Comment sera le panettone 2018 ?

« Il y aura une forte incidence de vanille, qui est capable de rehausser les autres arômes présents. Ensuite, nous avons ajouté un raisin sec très particulier, qui vient d'Australie. Le nouveau procédé de cuisson rendra le panettone plus croquant à l'extérieur et très moelleux à l'intérieur ».

En mars, il ouvre sa deuxième pâtisserie, dans la succursale Intesa Sanpaolo de la Piazza Diaz, à Milan, à deux pas du Duomo. Quels retours avez-vous eu ?

« Milan c'est Milan, commercialement c'est imbattable. Les Milanais, mais aussi les touristes, ont très bien réagi. J'ai reçu beaucoup d'affection, une affection que je considère sincère. C'est une initiative que j'aimerais développer, mais nous devons y réfléchir attentivement car je veux maintenir une qualité élevée et pour cela nous avons besoin de travailleurs. Ce n'est pas simple mais l'idée est de renouveler l'expérience ».

A part le panettone, quel dessert aimez-vous le plus et pourquoi ?

« Je suis attaché au panettone parce que ça me crée des problèmes, et les problèmes peuvent créer de l'anxiété mais ils te donnent aussi de la satisfaction quand tu arrives à les résoudre. Sur le plan émotionnel, je me souviens encore du mille-feuille bavarois que ma mère faisait : je n'ai jamais réussi à en faire un aussi bon".

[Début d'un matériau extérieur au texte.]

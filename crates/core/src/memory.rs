//! In-process object store
//!
//! `MemoryStore` implements [`ObjectStorageClient`] with S3-like semantics and
//! error codes. It backs `--offline` runs and the workflow tests.

use std::collections::BTreeMap;
use std::path::Path;
use std::sync::atomic::{AtomicU64, Ordering};
use std::sync::{Mutex, MutexGuard};

use async_trait::async_trait;
use jiff::Timestamp;

use crate::error::{Error, Result, ServiceError};
use crate::payload::content_type_for;
use crate::policy::{AccessPolicy, Owner};
use crate::traits::{ObjectContent, ObjectInfo, ObjectStorageClient};

const OWNER_ID: &str = "memory-store-owner";

#[derive(Debug, Clone)]
struct StoredObject {
    data: Vec<u8>,
    content_type: String,
    last_modified: Timestamp,
    acl: AccessPolicy,
}

#[derive(Debug)]
struct Bucket {
    name: String,
    created: Timestamp,
    acl: AccessPolicy,
    objects: BTreeMap<String, StoredObject>,
}

/// Object store held entirely in memory
#[derive(Debug, Default)]
pub struct MemoryStore {
    buckets: Mutex<Vec<Bucket>>,
    requests: AtomicU64,
}

impl MemoryStore {
    pub fn new() -> Self {
        Self::default()
    }

    /// A store that already owns `names`, in that order
    #[cfg(test)]
    pub(crate) fn with_buckets<I, S>(names: I) -> Self
    where
        I: IntoIterator<Item = S>,
        S: Into<String>,
    {
        let store = Self::new();
        {
            let mut buckets = store.lock();
            for name in names {
                buckets.push(Bucket::new(name.into()));
            }
        }
        store
    }

    pub fn bucket_exists(&self, bucket: &str) -> bool {
        self.lock().iter().any(|b| b.name == bucket)
    }

    fn lock(&self) -> MutexGuard<'_, Vec<Bucket>> {
        // A poisoned lock only means another caller panicked mid-request
        self.buckets
            .lock()
            .unwrap_or_else(|poisoned| poisoned.into_inner())
    }

    fn request_id(&self) -> String {
        let n = self.requests.fetch_add(1, Ordering::Relaxed) + 1;
        format!("MEM{n:013X}")
    }

    fn rejected(&self, status: u16, code: &str, message: impl Into<String>) -> Error {
        ServiceError::new(message, Some(status))
            .with_code(code)
            .with_request_id(self.request_id())
            .into()
    }

    fn no_such_bucket(&self, bucket: &str) -> Error {
        self.rejected(
            404,
            "NoSuchBucket",
            format!("The specified bucket does not exist: {bucket}"),
        )
    }

    fn no_such_key(&self, key: &str) -> Error {
        self.rejected(
            404,
            "NoSuchKey",
            format!("The specified key does not exist: {key}"),
        )
    }
}

impl Bucket {
    fn new(name: String) -> Self {
        Self {
            name,
            created: Timestamp::now(),
            acl: AccessPolicy::private(default_owner()),
            objects: BTreeMap::new(),
        }
    }
}

fn default_owner() -> Owner {
    Owner {
        id: OWNER_ID.to_string(),
        display_name: Some("memory".to_string()),
    }
}

#[async_trait]
impl ObjectStorageClient for MemoryStore {
    async fn create_bucket(&self, bucket: &str) -> Result<()> {
        let mut buckets = self.lock();
        if buckets.iter().any(|b| b.name == bucket) {
            return Err(self.rejected(
                409,
                "BucketAlreadyOwnedByYou",
                format!("Your previous request to create the named bucket succeeded and you already own it: {bucket}"),
            ));
        }
        buckets.push(Bucket::new(bucket.to_string()));
        Ok(())
    }

    async fn list_buckets(&self) -> Result<Vec<ObjectInfo>> {
        let buckets = self.lock();
        let infos = buckets
            .iter()
            .map(|b| {
                let mut info = ObjectInfo::bucket(&b.name);
                info.last_modified = Some(b.created);
                info
            })
            .collect();
        Ok(infos)
    }

    async fn get_bucket_access_policy(&self, bucket: &str) -> Result<AccessPolicy> {
        let buckets = self.lock();
        let acl = buckets
            .iter()
            .find(|b| b.name == bucket)
            .map(|b| b.acl.clone());
        acl.ok_or_else(|| self.no_such_bucket(bucket))
    }

    async fn set_bucket_access_policy(&self, bucket: &str, policy: &AccessPolicy) -> Result<()> {
        let mut buckets = self.lock();
        let updated = buckets
            .iter_mut()
            .find(|b| b.name == bucket)
            .map(|b| b.acl = policy.clone());
        updated.ok_or_else(|| self.no_such_bucket(bucket))
    }

    async fn put_object(&self, bucket: &str, key: &str, file: &Path) -> Result<ObjectInfo> {
        if !self.bucket_exists(bucket) {
            return Err(self.no_such_bucket(bucket));
        }

        let data = tokio::fs::read(file).await?;
        let content_type = content_type_for(file);
        let now = Timestamp::now();

        let mut info = ObjectInfo::file(key, data.len() as i64);
        info.content_type = Some(content_type.clone());
        info.last_modified = Some(now);

        let mut buckets = self.lock();
        let Some(b) = buckets.iter_mut().find(|b| b.name == bucket) else {
            return Err(self.no_such_bucket(bucket));
        };
        b.objects.insert(
            key.to_string(),
            StoredObject {
                data,
                content_type,
                last_modified: now,
                acl: AccessPolicy::private(default_owner()),
            },
        );

        Ok(info)
    }

    async fn get_object_access_policy(&self, bucket: &str, key: &str) -> Result<AccessPolicy> {
        let buckets = self.lock();
        let found = buckets
            .iter()
            .find(|b| b.name == bucket)
            .map(|b| b.objects.get(key).map(|o| o.acl.clone()));
        match found {
            Some(Some(acl)) => Ok(acl),
            Some(None) => Err(self.no_such_key(key)),
            None => Err(self.no_such_bucket(bucket)),
        }
    }

    async fn set_object_access_policy(
        &self,
        bucket: &str,
        key: &str,
        policy: &AccessPolicy,
    ) -> Result<()> {
        let mut buckets = self.lock();
        let found = buckets
            .iter_mut()
            .find(|b| b.name == bucket)
            .map(|b| b.objects.get_mut(key).map(|o| o.acl = policy.clone()));
        match found {
            Some(Some(())) => Ok(()),
            Some(None) => Err(self.no_such_key(key)),
            None => Err(self.no_such_bucket(bucket)),
        }
    }

    async fn get_object(&self, bucket: &str, key: &str) -> Result<ObjectContent> {
        let buckets = self.lock();
        let found = buckets
            .iter()
            .find(|b| b.name == bucket)
            .map(|b| b.objects.get(key).cloned());
        match found {
            Some(Some(obj)) => Ok(ObjectContent::from_bytes(Some(obj.content_type), obj.data)),
            Some(None) => Err(self.no_such_key(key)),
            None => Err(self.no_such_bucket(bucket)),
        }
    }

    async fn list_objects(&self, bucket: &str, prefix: &str) -> Result<Vec<ObjectInfo>> {
        let buckets = self.lock();
        let listed = buckets.iter().find(|b| b.name == bucket).map(|b| {
            b.objects
                .range(prefix.to_string()..)
                .take_while(|(k, _)| k.starts_with(prefix))
                .map(|(k, o)| {
                    let mut info = ObjectInfo::file(k, o.data.len() as i64);
                    info.last_modified = Some(o.last_modified);
                    info
                })
                .collect::<Vec<_>>()
        });
        listed.ok_or_else(|| self.no_such_bucket(bucket))
    }

    async fn delete_object(&self, bucket: &str, key: &str) -> Result<()> {
        let mut buckets = self.lock();
        let deleted = buckets.iter_mut().find(|b| b.name == bucket).map(|b| {
            b.objects.remove(key);
        });
        deleted.ok_or_else(|| self.no_such_bucket(bucket))
    }

    async fn delete_bucket(&self, bucket: &str) -> Result<()> {
        let mut buckets = self.lock();
        let Some(pos) = buckets.iter().position(|b| b.name == bucket) else {
            return Err(self.no_such_bucket(bucket));
        };
        if !buckets[pos].objects.is_empty() {
            return Err(self.rejected(
                409,
                "BucketNotEmpty",
                "The bucket you tried to delete is not empty",
            ));
        }
        buckets.remove(pos);
        Ok(())
    }
}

Est-il vrai que vous écrivez de la poésie ?

« Oui, même si je ne me dis pas poète. Avant, j'en écrivais un tous les matins, en le dédiant à un épisode, une personne, voire un gâteau. Maintenant, j'ai ralenti et arrêté à 1-2 par semaine. J'ai aussi enregistré deux CD dans lesquels je les ai rassemblés en les faisant réciter par un comédien professionnel ».

La nourriture est désormais très présente à la télé, entre talents shows et programmes dédiés. Vous avez participé à différents formats, de Masterchef à The Sweetman. Pensez-vous que cette surexposition favorise bien la cuisine et la pâtisserie ?

« Pour ceux qui ont un cerveau, même les messages négatifs enseignent quelque chose, tous les messages ont une valeur. Ce qui est certain, c'est que l'image en mouvement a retenu beaucoup plus l'attention que ce qui s'est passé avec la presse écrite, qui a d'ailleurs quelque peu marqué le pas. Il y a des bons et des moins bons programmes mais la télé m'a apporté beaucoup de choses, même des inattendues. Avant tout, l'affection des enfants : certains d'entre eux sont tellement passionnés qu'ils font des biscuits et me les envoient pour que je les goûte ».

Dernière question : pouvez-vous confirmer que les macarons, rythme des français, sont très italiens ?

« Bien sûr, même les Français eux-mêmes l'admettent. Ils ont été inventés par la cuisinière de Catherine de Médicis et revisités par la suite au fil des siècles. La dernière évolution est signée par mon grand ami Pierre Hermé, et je m'en réjouis car il est peut-être le seul pâtissier français à avoir une attitude vraiment internationale, et non obsédé par sa francité ».